This week, India’s Supreme Court will hear the next instalment of the case brought by Aruna Rodrigues to stop the commercial release of genetically modified mustard.
The Government of India is attempting to push through the commercial cultivation of genetically modified (GM) food crops. In an attempt to spearhead the drive by making GM mustard the first such crop in the country, the government has apparently allowed regulatory delinquency, non-transparent procedures and fraudulent science. Aruna Rodrigues argues what is happening is blatant criminality and has taken the issue to the Supreme Court, which chairs the next hearing of the case on 7 February.

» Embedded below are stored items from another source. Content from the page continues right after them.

use bon::Builder;
use const_oid::ObjectIdentifier;
use der::asn1::{
    Any, GeneralizedTime, OctetString, PrintableStringRef, SetOfVec, UtcTime, Utf8StringRef,
};
use der::{DateTime, Tag, Tagged};
use time::{Duration, OffsetDateTime, UtcOffset};
use x509_cert::attr::AttributeTypeAndValue;
use x509_cert::name::{Name, RdnSequence, RelativeDistinguishedName};

use super::extensions::ToAndFromX509Extension;
use crate::error::{Result, RootCaError};

const COUNTRY: ObjectIdentifier = ObjectIdentifier::new_unwrap("2.5.4.6");
const ORGANIZATION: ObjectIdentifier = ObjectIdentifier::new_unwrap("2.5.4.10");
const ORGANIZATIONAL_UNIT: ObjectIdentifier = ObjectIdentifier::new_unwrap("2.5.4.11");
const LOCALITY: ObjectIdentifier = ObjectIdentifier::new_unwrap("2.5.4.7");
const STATE_OR_PROVINCE: ObjectIdentifier = ObjectIdentifier::new_unwrap("2.5.4.8");
const COMMON_NAME: ObjectIdentifier = ObjectIdentifier::new_unwrap("2.5.4.3");

/// How far `not_before` is pushed into the past by [`Validity::until`].
pub const CLOCK_SKEW_ALLOWANCE: Duration = Duration::minutes(1);

/// Years a DER `Time` can carry.
const ENCODABLE_YEARS: std::ops::RangeInclusive<i32> = 1970..=9999;
/// Years RFC 5280 requires to be written as UTCTime.
const UTC_TIME_YEARS: std::ops::Range<i32> = 1950..2050;

/// Subject identity of the certificate authority.
///
/// Values are copied into the certificate verbatim. Empty fields are left
/// out of the encoded name rather than encoded as empty strings.
///
/// # Fields
/// * `common_name` - The common name (CN).
/// * `country` - The country (C).
/// * `state` - The state or province (ST).
/// * `locality` - The locality or city (L).
/// * `organization` - The organization (O).
/// * `organizational_unit` - The organizational unit (OU).
#[derive(Clone, Debug, Builder, Default, PartialEq, Eq)]
pub struct DistinguishedName {
    #[builder(default, into)]
    pub common_name: String,
    #[builder(default, into)]
    pub country: String,
    #[builder(default, into)]
    pub state: String,
    #[builder(default, into)]
    pub locality: String,
    #[builder(default, into)]
    pub organization: String,
    #[builder(default, into)]
    pub organizational_unit: String,
}

impl DistinguishedName {
    /// Converts the distinguished name to an X.509 `Name`.
    ///
    /// Attributes are emitted in the order C, O, OU, L, ST, CN, one per RDN.
    /// A value is a PrintableString when the character set allows it and a
    /// UTF8String otherwise.
    pub fn as_x509_name(&self) -> Result<Name> {
        let attributes = [
            (COUNTRY, &self.country),
            (ORGANIZATION, &self.organization),
            (ORGANIZATIONAL_UNIT, &self.organizational_unit),
            (LOCALITY, &self.locality),
            (STATE_OR_PROVINCE, &self.state),
            (COMMON_NAME, &self.common_name),
        ];

        let mut rdns = Vec::new();
        for (oid, value) in attributes {
            if value.is_empty() {
                continue;
            }
            let atv = AttributeTypeAndValue {
                oid,
                value: encode_directory_string(value)?,
            };
            let set = SetOfVec::try_from(vec![atv])
                .map_err(|e| RootCaError::EncodingError(e.to_string()))?;
            rdns.push(RelativeDistinguishedName(set));
        }
        Ok(RdnSequence(rdns))
    }

    /// Reads the six supported attributes back out of an X.509 `Name`.
    ///
    /// Unknown attributes are skipped. When an attribute repeats, the first
    /// occurrence wins.
    pub fn from_x509_name(name: &Name) -> Result<Self> {
        let mut dn = DistinguishedName::default();
        for rdn in name.0.iter() {
            for attr in rdn.0.iter() {
                let field = match attr.oid {
                    COUNTRY => &mut dn.country,
                    ORGANIZATION => &mut dn.organization,
                    ORGANIZATIONAL_UNIT => &mut dn.organizational_unit,
                    LOCALITY => &mut dn.locality,
                    STATE_OR_PROVINCE => &mut dn.state,
                    COMMON_NAME => &mut dn.common_name,
                    _ => continue,
                };
                if field.is_empty() {
                    *field = decode_directory_string(&attr.value)?;
                }
            }
        }
        Ok(dn)
    }
}

fn encode_directory_string(value: &str) -> Result<Any> {
    let encoded = match PrintableStringRef::new(value) {
        Ok(printable) => Any::encode_from(&printable),
        Err(_) => Utf8StringRef::new(value).and_then(|utf8| Any::encode_from(&utf8)),
    };
    encoded.map_err(|e| RootCaError::EncodingError(e.to_string()))
}

fn decode_directory_string(value: &Any) -> Result<String> {
    match value.tag() {
        Tag::PrintableString | Tag::Utf8String | Tag::Ia5String => {
            std::str::from_utf8(value.value())
                .map(str::to_owned)
                .map_err(|e| RootCaError::DecodingError(e.to_string()))
        }
        other => Err(RootCaError::DecodingError(format!(
            "unsupported directory string type {other}"
        ))),
    }
}

/// Certificate validity period.
///
/// Bounds built through [`Validity::new`] are in UTC with whole seconds, and
/// `not_before` is strictly earlier than `not_after`.
#[derive(Clone, Debug, PartialEq, Eq)]
pub struct Validity {
    pub not_before: OffsetDateTime,
    pub not_after: OffsetDateTime,
}

impl Validity {
    /// Sub-second precision is dropped before the bounds are compared, since
    /// certificates only carry whole seconds.
    pub fn new(not_before: OffsetDateTime, not_after: OffsetDateTime) -> Result<Self> {
        let not_before = to_encodable_instant(not_before)?;
        let not_after = to_encodable_instant(not_after)?;
        if not_before >= not_after {
            return Err(RootCaError::InvalidInput(format!(
                "validity window is empty: not_before {not_before} is not before not_after {not_after}"
            )));
        }
        Ok(Self {
            not_before,
            not_after,
        })
    }

    /// A window that opens now, backdated by [`CLOCK_SKEW_ALLOWANCE`], and
    /// closes at `not_after`.
    pub fn until(not_after: OffsetDateTime) -> Result<Self> {
        Self::new(OffsetDateTime::now_utc() - CLOCK_SKEW_ALLOWANCE, not_after)
    }

    /// Creates a validity period starting now for the given number of days.
    pub fn for_days(days: i64) -> Result<Self> {
        Self::until(OffsetDateTime::now_utc() + Duration::days(days))
    }

    pub fn to_x509_validity(&self) -> Result<x509_cert::time::Validity> {
        Ok(x509_cert::time::Validity {
            not_before: to_x509_time(self.not_before)?,
            not_after: to_x509_time(self.not_after)?,
        })
    }
}

fn to_encodable_instant(instant: OffsetDateTime) -> Result<OffsetDateTime> {
    let utc = instant
        .checked_to_offset(UtcOffset::UTC)
        .filter(|utc| ENCODABLE_YEARS.contains(&utc.year()))
        .ok_or_else(|| {
            RootCaError::InvalidInput(format!(
                "{instant} is outside the years {}..={} a certificate can carry",
                ENCODABLE_YEARS.start(),
                ENCODABLE_YEARS.end()
            ))
        })?;
    utc.replace_nanosecond(0)
        .map_err(|e| RootCaError::InvalidInput(e.to_string()))
}

/// RFC 5280 4.1.2.5: UTCTime for 1950 through 2049, GeneralizedTime otherwise.
/// The year is taken in UTC, whatever offset `instant` carries.
fn to_x509_time(instant: OffsetDateTime) -> Result<x509_cert::time::Time> {
    let utc = to_encodable_instant(instant)?;
    let year = u16::try_from(utc.year())
        .map_err(|e| RootCaError::EncodingError(format!("{instant}: {e}")))?;
    let time = DateTime::new(
        year,
        u8::from(utc.month()),
        utc.day(),
        utc.hour(),
        utc.minute(),
        utc.second(),
    )
    .and_then(|datetime| {
        if UTC_TIME_YEARS.contains(&utc.year()) {
            UtcTime::from_date_time(datetime).map(x509_cert::time::Time::UtcTime)
        } else {
            Ok(x509_cert::time::Time::GeneralTime(
                GeneralizedTime::from_date_time(datetime),
            ))
        }
    });
    time.map_err(|e| RootCaError::EncodingError(format!("{instant}: {e}")))
}

pub(crate) fn from_x509_time(time: &x509_cert::time::Time) -> OffsetDateTime {
    match time {
        x509_cert::time::Time::UtcTime(ut) => OffsetDateTime::from(ut.to_system_time()),
        x509_cert::time::Time::GeneralTime(gt) => OffsetDateTime::from(gt.to_system_time()),
    }
}

/// Represents an X.509 extension.
///
/// # Fields
/// * `oid` - The object identifier of the extension.
/// * `critical` - Indicates if the extension is critical.
/// * `value` - The DER-encoded value of the extension.
#[derive(Clone, Debug, PartialEq, Eq)]
pub struct ExtensionParam {
    pub oid: ObjectIdentifier,
    pub critical: bool,
    /// DER-encoded extension value
    pub value: Vec<u8>,
}

impl ExtensionParam {
    /// Creates an `ExtensionParam` from a specific extension.
    pub fn from_extension<E: ToAndFromX509Extension>(
        extension: &E,
        critical: bool,
    ) -> Result<Self> {
        Ok(Self {
            oid: E::OID,
            critical,
            value: extension.to_x509_extension_value()?,
        })
    }

    /// Decodes an `ExtensionParam` into a specific extension.
    pub fn to_extension<E: ToAndFromX509Extension>(&self) -> Result<E> {
        E::from_x509_extension_value(&self.value)
    }

    pub fn to_x509_extension(&self) -> Result<x509_cert::ext::Extension> {
        Ok(x509_cert::ext::Extension {
            extn_id: self.oid,
            critical: self.critical,
            extn_value: OctetString::new(self.value.clone())
                .map_err(|e| RootCaError::EncodingError(e.to_string()))?,
        })
    }
}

There is no proof that GM mustard is wanted or actually needed and one of (if not) the main arguments used to justify its introduction (reduction of edible oils imports) is fundamentally flawed. It raises the question: What is the point of GM mustard?
As lead petitioner in the case against GM mustard, Rodrigues is seeking a moratorium on the release of any genetically modified organisms into the environment pending a comprehensive, transparent and rigorous biosafety protocol in the public domain conducted by agencies of independent expert bodies, the results of which are made public.
Government bogus narrative on Bt cotton to drive GM food crops into India
The latest development in this ongoing saga involves a comprehensive deconstruction of the government’s claims about Bt cotton, India’s first genetically modified commercial crop. Rodrigues argues that the government is using a false narrative about the history and successes of GM cotton in the country to try to demonstrate the success of GM technology per se and thus drive GM food crops into the country.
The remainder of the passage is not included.